Italia, internet vale il 2 percento del PIL

Pubblicato il: 08/06/2011
Autore: Redazione ChannelCity

L'economia di internet in Italia vale 31 miliardi di euro, il 2% del Pil nazionale, dato insufficiente se paragonabile al rapporto con gli altri paesi europei.

Nel 2010 l'economia di internet ha raggiunto in Italia il ragguardevole valore di 31 miliardi di euro, pari, cioè al 2% del Pil nazionale.
Tale cifra, che già sembra elevata, è destinata ad aumentare nel corso dei prossimi anni, fino ad arrivare al raddoppio nel 2015, ma per far sì che questo succeda è necessario rimanere agganciati alle nuove tecnologie, soprattutto ai processi di digitalizzazione delle imprese e delle pubbliche amministrazioni.
Questo è un dato molto importante, anche se ci vorranno ancora molti anni prima di eguagliare i risultati di Gran Bretagna che segna un 7,2% del Pil e della Francia che in prospettiva conta su un il 5,5% entro il 2015.
Questi dati sono emersi nel corso di una conferenza intitolata: «McLuhan: tracce del futuro.
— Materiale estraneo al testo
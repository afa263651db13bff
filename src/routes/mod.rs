//! Service-level HTTP routes. Authentication routes live in [`crate::auth::routes`].

pub mod health;
use chrono::{DateTime, Utc};

/// Source of "now" for token issuance and expiry checks.
pub trait Clock: Send + Sync {
    fn now(&self) -> DateTime<Utc>;
}

#[derive(Debug, Default, Clone, Copy)]
pub struct SystemClock;

impl Clock for SystemClock {
    fn now(&self) -> DateTime<Utc> {
        Utc::now()
    }
}
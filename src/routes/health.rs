//! Liveness endpoint used by orchestrators and tests.

use rocket::get;
use rocket::serde::json::Json;
use rocket_okapi::okapi::schemars::JsonSchema;
use rocket_okapi::openapi;
use serde::{Deserialize, Serialize};

#[derive(Debug, Serialize, Deserialize, JsonSchema)]
pub struct HealthResponse {
    pub status: String,
}

#[openapi(tag = "Health")]
#[get("/health")]
pub fn health_check() -> Json<HealthResponse> {
    Json(HealthResponse {
        status: "ok".to_string(),
    })
}
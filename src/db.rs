use rocket_db_pools::{Database, sqlx};

static MIGRATOR: ::sqlx::migrate::Migrator = ::sqlx::migrate!("./migrations");

#[derive(Database)]
#[database("auth_db")]
pub struct AuthDb(sqlx::PgPool);

/// Apply the embedded schema migrations.
pub async fn run_migrations(pool: &sqlx::PgPool) -> Result<(), ::sqlx::migrate::MigrateError> {
    MIGRATOR.run(pool).await
}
The future of the future is the present», organizzata dell'Osservatorio TuttiMedia - Media Duemila dell'università Sapienza di Roma.
«Le potenzialità della rete sono infinte – dice il sociologo Derrick de Kerckhove, canadese e direttore di Media Duemila - e la trasparenza, con la massima circolazione possibile delle informazioni, deve esserne una caratteristica essenziale. Dopo l'era del petrolio - prosegue - il futuro dell'economia si baserà sulla velocità di internet ed è per questo che i governi si mobilitano per trovare un accordo globale. È necessario che, una volta decise le regole fondamentali, si organizzi un consorzio internazionale che nei fatti già esiste ma che deve avere un riconoscimento formale affinché il mondo interconnesso diventi un capitolo fondamentale della politica dei governi locali».